Eu não sabia muito bem o que responder, então apenas disse: “Hmm.”
“Termine isso e vamos comprar uns cigarros”, ela disse. “Mas não vou te obrigar a fumar comigo, pode ficar tranquilo.”
“Ok”, concordei, molhando bem os arbustos. “Chaminé.”
“Realmente”, ela retrucou, soprando fumaça no meu rosto.
“Pronto.” Coloquei o regador escondido sob as folhas e lavei as mãos rapidamente na torneira. “Vou avisar minha mãe que vou sair, se não ela vai ter um treco.”
“Vai lá”, ela respondeu.

10 minutos depois estávamos caminhando até um armazém no fim da rua. Emma já estava em seu segundo cigarro, o que me dava cada vez mais vontade de perguntar por quê. Por que ela fumava tanto.
“Não levei a escola muito a sério nos últimos anos”, ela comentou, chutando as pedrinhas da calçada. “Supostos amigos... Miseráveis. Sempre nos manipulando.”

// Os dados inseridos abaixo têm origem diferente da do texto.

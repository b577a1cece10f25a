// src/check/mod.rs

//! Up-to-date checks.
//!
//! Decides, right before a task would execute, whether its targets still
//! reflect its file dependencies. Two strategies exist (see [`CheckMode`]):
//! modification times, or blake3 content hashes recorded after the last
//! successful execution.

pub mod hash;

use std::fmt;
use std::path::{Path, PathBuf};
use std::sync::{Arc, Mutex};
use std::time::SystemTime;

use anyhow::anyhow;
use tracing::debug;

use crate::errors::{PipelineError, Result};
use crate::fs::FileSystem;
use crate::tasks::Task;
use crate::types::{CheckMode, HashStorageMode};

pub use hash::{compute_hash_for_paths, FileHashStore, HashStore, MemoryHashStore, HASH_FILE_PATH};

/// Why a task has to execute.
#[derive(Debug, Clone, PartialEq, Eq)]
pub enum StaleReason {
    /// A task without targets can never be shown to be current.
    NoTargets,
    MissingTarget(PathBuf),
    /// This dependency is newer than the oldest target.
    NewerDependency(PathBuf),
    /// No hash has been recorded for the task yet.
    NeverRecorded,
    HashChanged,
}

impl fmt::Display for StaleReason {
    fn fmt(&self, f: &mut fmt::Formatter<'_>) -> fmt::Result {
        match self {
            StaleReason::NoTargets => write!(f, "task declares no targets"),
            StaleReason::MissingTarget(p) => write!(f, "target {} is missing", p.display()),
            StaleReason::NewerDependency(p) => {
                write!(f, "dependency {} is newer than the targets", p.display())
            }
            StaleReason::NeverRecorded => write!(f, "no recorded dependency hash"),
            StaleReason::HashChanged => write!(f, "dependency contents changed"),
        }
    }
}

#[derive(Debug, Clone, PartialEq, Eq)]
pub enum Staleness {
    UpToDate,
    Stale(StaleReason),
}

impl Staleness {
    pub fn is_up_to_date(&self) -> bool {
        matches!(self, Staleness::UpToDate)
    }
}

/// Staleness oracle shared by all concurrently running tasks.
pub struct UpToDateChecker {
    fs: Arc<dyn FileSystem>,
    mode: CheckMode,
    store: Mutex<Box<dyn HashStore>>,
}

impl fmt::Debug for UpToDateChecker {
    fn fmt(&self, f: &mut fmt::Formatter<'_>) -> fmt::Result {
        f.debug_struct("UpToDateChecker")
            .field("mode", &self.mode)
            .finish_non_exhaustive()
    }
}

impl UpToDateChecker {
    pub fn new(fs: Arc<dyn FileSystem>, mode: CheckMode, store: Box<dyn HashStore>) -> Self {
        Self {
            fs,
            mode,
            store: Mutex::new(store),
        }
    }

    /// Checker with the hash store selected by `storage`, rooted at `root`.
    pub fn with_storage(
        fs: Arc<dyn FileSystem>,
        mode: CheckMode,
        storage: HashStorageMode,
        root: &Path,
    ) -> Self {
        let store: Box<dyn HashStore> = match storage {
            HashStorageMode::File => Box::new(FileHashStore::new(Arc::clone(&fs), root)),
            HashStorageMode::Memory => Box::new(MemoryHashStore::new()),
        };
        Self::new(fs, mode, store)
    }

    pub fn mode(&self) -> CheckMode {
        self.mode
    }

    /// Decide whether `task` needs to execute.
    ///
    /// A file dependency that does not exist is an error: nothing can produce
    /// it any more at this point, since producing tasks run first.
    pub fn check(&self, task: &Task) -> Result<Staleness> {
        if task.is_group() {
            return Ok(Staleness::UpToDate);
        }

        for dep in &task.file_deps {
            if !self.fs.exists(dep) {
                return Err(PipelineError::MissingDependency {
                    task: task.name.clone(),
                    path: dep.clone(),
                });
            }
        }

        if task.targets.is_empty() {
            return Ok(Staleness::Stale(StaleReason::NoTargets));
        }

        if let Some(missing) = task.targets.iter().find(|t| !self.fs.exists(t)) {
            return Ok(Staleness::Stale(StaleReason::MissingTarget(missing.clone())));
        }

        let staleness = match self.mode {
            CheckMode::Mtime => self.check_mtime(task)?,
            CheckMode::Hash => self.check_hash(task)?,
        };
        debug!(task = %task.name, ?staleness, "up-to-date check");
        Ok(staleness)
    }

    /// Remember the state of the task's dependencies after it succeeded.
    pub fn record_success(&self, task: &Task) -> Result<()> {
        if self.mode != CheckMode::Hash || task.is_group() {
            return Ok(());
        }
        let hash = compute_hash_for_paths(self.fs.as_ref(), &task.file_deps)?;
        self.lock_store()?.save(&task.name, &hash)?;
        Ok(())
    }

    /// Forget what was recorded for `task` (after its targets were cleaned).
    pub fn forget(&self, task: &str) -> Result<()> {
        if self.mode != CheckMode::Hash {
            return Ok(());
        }
        self.lock_store()?.remove(task)?;
        Ok(())
    }

    /// Drop stored hashes of tasks that no longer exist.
    pub fn prune(&self, active_tasks: &[&str]) -> Result<()> {
        if self.mode != CheckMode::Hash {
            return Ok(());
        }
        self.lock_store()?.prune(active_tasks)?;
        Ok(())
    }

    fn check_mtime(&self, task: &Task) -> Result<Staleness> {
        let mut oldest_target: Option<SystemTime> = None;
        for target in &task.targets {
            let mtime = self.fs.modified(target)?;
            oldest_target = Some(match oldest_target {
                Some(t) if t <= mtime => t,
                _ => mtime,
            });
        }

        let Some(oldest_target) = oldest_target else {
            return Ok(Staleness::Stale(StaleReason::NoTargets));
        };

        for dep in &task.file_deps {
            // Directories carry no meaningful modification time here.
            if !self.fs.is_file(dep) {
                continue;
            }
            if self.fs.modified(dep)? > oldest_target {
                return Ok(Staleness::Stale(StaleReason::NewerDependency(dep.clone())));
            }
        }

        Ok(Staleness::UpToDate)
    }

    fn check_hash(&self, task: &Task) -> Result<Staleness> {
        let current = compute_hash_for_paths(self.fs.as_ref(), &task.file_deps)?;
        let stored = self.lock_store()?.load(&task.name)?;

        Ok(match stored {
            None => Staleness::Stale(StaleReason::NeverRecorded),
            Some(h) if h == current => Staleness::UpToDate,
            Some(_) => Staleness::Stale(StaleReason::HashChanged),
        })
    }

    fn lock_store(&self) -> Result<std::sync::MutexGuard<'_, Box<dyn HashStore>>> {
        self.store
            .lock()
            .map_err(|_| anyhow!("hash store lock poisoned").into())
    }
}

“Claremont não é muito rígida. Você vai poder fumar no intervalo”, repliquei.
“Pouco.”
“Quantos você fuma por dia?”, perguntei. Não sabia se era muito... Seguro perguntar isso. Mas a expressão dela não mudou, então supus que sim.
“Muitos”, foi sua simples resposta. “Muitos”, repetiu.
“E... porque?”
“Talvez um dia eu te conte.” E o assunto foi encerrado.

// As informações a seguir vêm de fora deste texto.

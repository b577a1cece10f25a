// src/config/mod.rs

//! Configuration: the `Fastpipe.toml` model, loading and validation.

pub mod loader;
pub mod model;
pub mod validate;

pub use loader::{default_config_path, load_and_validate, load_for_project, DEFAULT_CONFIG_FILE};
pub use model::{
    CommandsSection, ConfigFile, ConfigSection, ControllerSection, PathsSection, RawConfigFile,
    SweepSection,
};
// src/dag/graph.rs

use std::collections::{BTreeMap, HashMap, HashSet};
use std::path::PathBuf;

use petgraph::algo::toposort;
use petgraph::graphmap::DiGraphMap;

use crate::errors::{PipelineError, Result};
use crate::tasks::{Task, TaskName};

/// Internal node structure: stores immediate deps and dependents.
#[derive(Debug, Clone, Default)]
struct DagNode {
    /// Direct dependencies: tasks that must succeed before this one can run.
    deps: Vec<TaskName>,
    /// Direct dependents: tasks that depend on this one.
    dependents: Vec<TaskName>,
}

/// Task dependency graph keyed by task name.
///
/// Edges come from two places:
/// - explicit `task_deps`,
/// - implicit file edges: a task that lists another task's target as a file
///   dependency depends on that task.
///
/// Construction rejects duplicate names, targets claimed by two tasks,
/// unknown `task_deps` and cycles.
#[derive(Debug, Clone, Default)]
pub struct TaskGraph {
    nodes: BTreeMap<TaskName, DagNode>,
    /// Which task produces each target.
    owners: HashMap<PathBuf, TaskName>,
}

impl TaskGraph {
    pub fn build(tasks: &[Task]) -> Result<Self> {
        let mut nodes: BTreeMap<TaskName, DagNode> = BTreeMap::new();
        let mut owners: HashMap<PathBuf, TaskName> = HashMap::new();

        for task in tasks {
            if nodes.insert(task.name.clone(), DagNode::default()).is_some() {
                return Err(PipelineError::DuplicateTask(task.name.clone()));
            }
            for target in &task.targets {
                if let Some(first) = owners.get(target) {
                    if first != &task.name {
                        return Err(PipelineError::DuplicateTarget {
                            target: target.clone(),
                            first: first.clone(),
                            second: task.name.clone(),
                        });
                    }
                }
                owners.insert(target.clone(), task.name.clone());
            }
        }

        for task in tasks {
            let mut deps: Vec<TaskName> = Vec::new();
            let mut seen: HashSet<&str> = HashSet::new();

            for dep in &task.task_deps {
                if !nodes.contains_key(dep) {
                    return Err(PipelineError::TaskNotFound(format!(
                        "'{}' (listed as task dependency of '{}')",
                        dep, task.name
                    )));
                }
                if seen.insert(dep.as_str()) {
                    deps.push(dep.clone());
                }
            }

            for file in &task.file_deps {
                if let Some(owner) = owners.get(file) {
                    if owner != &task.name && seen.insert(owner.as_str()) {
                        deps.push(owner.clone());
                    }
                }
            }

            if let Some(node) = nodes.get_mut(&task.name) {
                node.deps = deps;
            }
        }

        // Second pass: populate dependents based on deps.
        let edges: Vec<(TaskName, TaskName)> = nodes
            .iter()
            .flat_map(|(name, node)| node.deps.iter().map(move |d| (d.clone(), name.clone())))
            .collect();
        for (dep, name) in edges {
            if let Some(dep_node) = nodes.get_mut(&dep) {
                dep_node.dependents.push(name);
            }
        }

        let graph = Self { nodes, owners };
        graph.topological_order()?;
        Ok(graph)
    }

    /// Return all task names.
    pub fn tasks(&self) -> impl Iterator<Item = &str> {
        self.nodes.keys().map(|s| s.as_str())
    }

    pub fn contains(&self, name: &str) -> bool {
        self.nodes.contains_key(name)
    }

    pub fn len(&self) -> usize {
        self.nodes.len()
    }

    pub fn is_empty(&self) -> bool {
        self.nodes.is_empty()
    }

    /// Immediate dependencies of a task.
    pub fn dependencies_of(&self, name: &str) -> &[TaskName] {
        self.nodes
            .get(name)
            .map(|n| n.deps.as_slice())
            .unwrap_or(&[])
    }

    /// Immediate dependents of a task.
    pub fn dependents_of(&self, name: &str) -> &[TaskName] {
        self.nodes
            .get(name)
            .map(|n| n.dependents.as_slice())
            .unwrap_or(&[])
    }

    /// The task that declares `path` as a target, if any.
    pub fn owner_of(&self, path: &std::path::Path) -> Option<&str> {
        self.owners.get(path).map(|s| s.as_str())
    }

    /// Task names with every task after all of its dependencies.
    pub fn topological_order(&self) -> Result<Vec<TaskName>> {
        // Edge direction: dep -> task.
        let mut graph: DiGraphMap<&str, ()> = DiGraphMap::new();

        for name in self.nodes.keys() {
            graph.add_node(name.as_str());
        }
        for (name, node) in self.nodes.iter() {
            for dep in node.deps.iter() {
                graph.add_edge(dep.as_str(), name.as_str(), ());
            }
        }

        // A topological sort will fail if there is a cycle.
        match toposort(&graph, None) {
            Ok(order) => Ok(order.into_iter().map(|s| s.to_string()).collect()),
            Err(cycle) => {
                let node = cycle.node_id();
                Err(PipelineError::DagCycle(format!(
                    "cycle detected in task graph involving task '{}'",
                    node
                )))
            }
        }
    }
}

Continuamos andando, até chegarmos no armazém. Emma comprou seus cigarros, enquanto eu optei por umas balinhas. A vendedora loira de unhas muito compridas e vermelhas me encarou, provavelmente se perguntando por que eu estava com Emma. Eu comia balinhas, ela fumava. Mas ela fez seu trabalho, aceitando o dinheiro e ficando quieta.
“Balinhas, Lagartixa?”, Emma zombou, retirando um cigarro da caixinha.
“Cigarro não é minha praia”, respondi, abrindo a embalagem. Tirei uma bala cor-de-rosa e enfiei-a na boca. “Quer?”, ofereci, estendendo a embalagem pra ela. Ela sacudiu a cabeça e acendeu o cigarro.
“Obrigada pela companhia”, ela disse, e entrou em sua casa, sem se despedir. Franzi a testa e entrei na minha.
Minha mãe acabara de colocar o último prato na mesa. “Charlie? Que cheiro de cigarro é esse?”, ela perguntou.
“Emma”, respondi, indo ao banheiro lavar as mãos. Guardei as balas no bolso, junto com a pedrinha do dia anterior.
“Essa garota fuma demais!”, exclamou ela, secando as mãos em um guardanapo.
“Você não viu nada.”
“Por Deus... Eu fiz macarronada com queijo, que você gosta”, ela disse. Eu já tinha dito milhares de vezes que não gostava de queijo, mas por algum motivo minha mãe insistia em achar que eu gostava. Mas eu comia, de qualquer jeito. “Vai dormir cedo hoje, amanhã tem aula.”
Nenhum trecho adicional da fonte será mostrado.